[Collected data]
'''

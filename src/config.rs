// src/config.rs

use dotenvy::dotenv;
use std::env;

#[derive(Debug, Clone)]
pub struct Config {
    pub database_url: String,
    pub jwt_secret: String,
    pub jwt_expiration: u64,
    pub rust_log: String,
    /// Minimum score percent required for a passing attempt to mark its
    /// chapter complete.
    pub pass_threshold: i64,
}

impl Config {
    pub fn from_env() -> Self {
        dotenv().ok();

        let database_url =
            env::var("DATABASE_URL").unwrap_or_else(|_| "sqlite:assessly.db?mode=rwc".to_string());

        let jwt_secret = env::var("JWT_SECRET").expect("JWT_SECRET must be set");

        let jwt_expiration = env::var("JWT_EXPIRATION")
            .ok()
            .and_then(|v| v.parse().ok())
            .unwrap_or(3600);

        let rust_log = env::var("RUST_LOG").unwrap_or_else(|_| "info".to_string());

        let pass_threshold = env::var("PASS_THRESHOLD")
            .ok()
            .and_then(|v| v.parse().ok())
            .unwrap_or(70);

        Self {
            database_url,
            jwt_secret,
            jwt_expiration,
            rust_log,
            pass_threshold,
        }
    }
}
// src/handlers/auth.rs

use axum::{Json, extract::State, http::StatusCode, response::IntoResponse};
use chrono::Utc;
use serde_json::json;
use sqlx::SqlitePool;
use validator::Validate;

use crate::{
    config::Config,
    error::AppError,
    models::user::{CreateUserRequest, User},
    utils::{
        hash::{hash_password, verify_password},
        jwt::sign_jwt,
    },
};

/// Registers a new user.
///
/// Hashes the password using Argon2 before storing it.
/// Returns 201 Created and the user object (excluding password).
pub async fn register(
    State(pool): State<SqlitePool>,
    Json(payload): Json<CreateUserRequest>,
) -> Result<impl IntoResponse, AppError> {
    if let Err(validation_errors) = payload.validate() {
        return Err(AppError::BadRequest(validation_errors.to_string()));
    }

    let hashed_password = hash_password(&payload.password)?;
    let now = Utc::now();

    let id: i64 = sqlx::query_scalar(
        r#"
        INSERT INTO users (username, password, created_at)
        VALUES ($1, $2, $3)
        RETURNING id
        "#,
    )
    .bind(&payload.username)
    .bind(&hashed_password)
    .bind(now)
    .fetch_one(&pool)
    .await
    .map_err(|e| {
        if e.to_string().contains("UNIQUE constraint failed") {
            AppError::Conflict(format!("Username '{}' already exists", payload.username))
        } else {
            tracing::error!("Failed to register user: {:?}", e);
            AppError::from(e)
        }
    })?;

    let user = User {
        id,
        username: payload.username,
        password: hashed_password,
        created_at: Some(now),
    };

    Ok((StatusCode::CREATED, Json(user)))
}

/// Authenticates a user and returns a JWT token.
///
/// Verifies the username and password against the database.
/// If valid, signs a JWT token with the user's ID.
pub async fn login(
    State(pool): State<SqlitePool>,
    State(config): State<Config>,
    Json(payload): Json<CreateUserRequest>,
) -> Result<impl IntoResponse, AppError> {
    let user: Option<User> = sqlx::query_as(
        r#"
        SELECT id, username, password, created_at
        FROM users
        WHERE username = $1
        "#,
    )
    .bind(&payload.username)
    .fetch_optional(&pool)
    .await
    .map_err(|e| {
        tracing::error!("Login DB error: {:?}", e);
        AppError::InternalServerError(e.to_string())
    })?;

    let user = user.ok_or(AppError::AuthError("User not found".to_string()))?;

    let is_valid = verify_password(&payload.password, &user.password)?;

    if !is_valid {
        return Err(AppError::AuthError("Invalid password".to_string()));
    }

    let token = sign_jwt(user.id, &config.jwt_secret, config.jwt_expiration)?;

    Ok(Json(json!({
        "token": token,
        "type": "Bearer",
    })))
}
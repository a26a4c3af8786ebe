use super::*;

#[test]
fn role_wire_spelling_round_trips() {
    assert_eq!(serde_json::to_string(&Role::Admin).unwrap(), "\"ADMIN\"");
    assert_eq!(
        serde_json::from_str::<Role>("\"PROFESSIONAL\"").unwrap(),
        Role::Professional
    );
    assert_eq!(Role::parse("INACTIVE"), Some(Role::Inactive));
    assert_eq!(Role::parse("professional"), None);
}

#[test]
fn profile_status_parse_is_exact() {
    assert_eq!(ProfileStatus::parse("ACTIVE"), Some(ProfileStatus::Active));
    assert_eq!(ProfileStatus::parse("INACTIVE"), Some(ProfileStatus::Inactive));
    assert_eq!(ProfileStatus::parse("active"), None);
}

#[test]
fn profile_apply_overwrites_only_present_fields() {
    let mut profile = UserProfile {
        status: ProfileStatus::Active,
        phone: "123".to_owned(),
        specialty: "Fonoaudiología".to_owned(),
        ..UserProfile::default()
    };

    profile.apply(&ProfilePatch {
        specialty: Some("Kinesiología".to_owned()),
        ..ProfilePatch::default()
    });

    assert_eq!(profile.status, ProfileStatus::Active);
    assert_eq!(profile.phone, "123");
    assert_eq!(profile.specialty, "Kinesiología");
}

#[test]
fn profile_patch_serializes_only_set_fields() {
    let patch = ProfilePatch {
        phone: Some("+56 9 1234 5678".to_owned()),
        ..ProfilePatch::default()
    };
    let json = serde_json::to_value(&patch).unwrap();
    assert_eq!(json, serde_json::json!({ "phone": "+56 9 1234 5678" }));
}
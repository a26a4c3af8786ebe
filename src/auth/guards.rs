//! Route guards evaluated on every navigation.
//!
//! Approval moves an account through three states: anonymous, pending
//! approval, active. The gates below are pure functions over the session
//! store; the components wrap them for the router. A freshly-synced inactive
//! profile can only reach the main app through a later re-sync that reports
//! `ACTIVE` — there is no forward shortcut.

#[cfg(test)]
#[path = "guards_test.rs"]
mod guards_test;

use leptos::prelude::*;
use leptos_router::components::{Outlet, Redirect};

use crate::net::types::ProfileStatus;
use crate::state::session::SessionState;

/// Where a navigation attempt should land.
#[derive(Clone, Copy, Debug, PartialEq, Eq)]
pub enum RouteGate {
    Allow,
    ToLogin,
    ToPending,
    ToDashboard,
}

/// Gate for the authenticated area (`/dashboard` tree).
pub fn protected_gate(session: &SessionState) -> RouteGate {
    if !session.is_authenticated {
        return RouteGate::ToLogin;
    }
    if session
        .profile
        .as_ref()
        .is_some_and(|p| p.status == ProfileStatus::Inactive)
    {
        return RouteGate::ToPending;
    }
    RouteGate::Allow
}

/// Gate for the pre-authentication screens (login, pending approval).
///
/// An authenticated, approved user has no business on either screen.
pub fn pre_auth_gate(session: &SessionState) -> RouteGate {
    let active = session.is_authenticated
        && session
            .profile
            .as_ref()
            .is_some_and(|p| p.status == ProfileStatus::Active);
    if active {
        RouteGate::ToDashboard
    } else {
        RouteGate::Allow
    }
}

/// Router shell for the authenticated area: renders the nested routes or
/// redirects according to `protected_gate`.
#[component]
pub fn ProtectedRoutes() -> impl IntoView {
    let session = expect_context::<RwSignal<SessionState>>();

    move || match protected_gate(&session.get()) {
        RouteGate::ToLogin => view! { <Redirect path="/auth/login"/> }.into_any(),
        RouteGate::ToPending => view! { <Redirect path="/pending-approval"/> }.into_any(),
        _ => view! { <Outlet/> }.into_any(),
    }
}

/// Router shell for the login and pending-approval screens.
#[component]
pub fn PreAuthRoutes() -> impl IntoView {
    let session = expect_context::<RwSignal<SessionState>>();

    move || match pre_auth_gate(&session.get()) {
        RouteGate::ToDashboard => view! { <Redirect path="/dashboard"/> }.into_any(),
        _ => view! { <Outlet/> }.into_any(),
    }
}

'''

> What is expected: Tally the lines in the entries above that hold the string "Allow" and state the tally alone.

> Exercise result: 3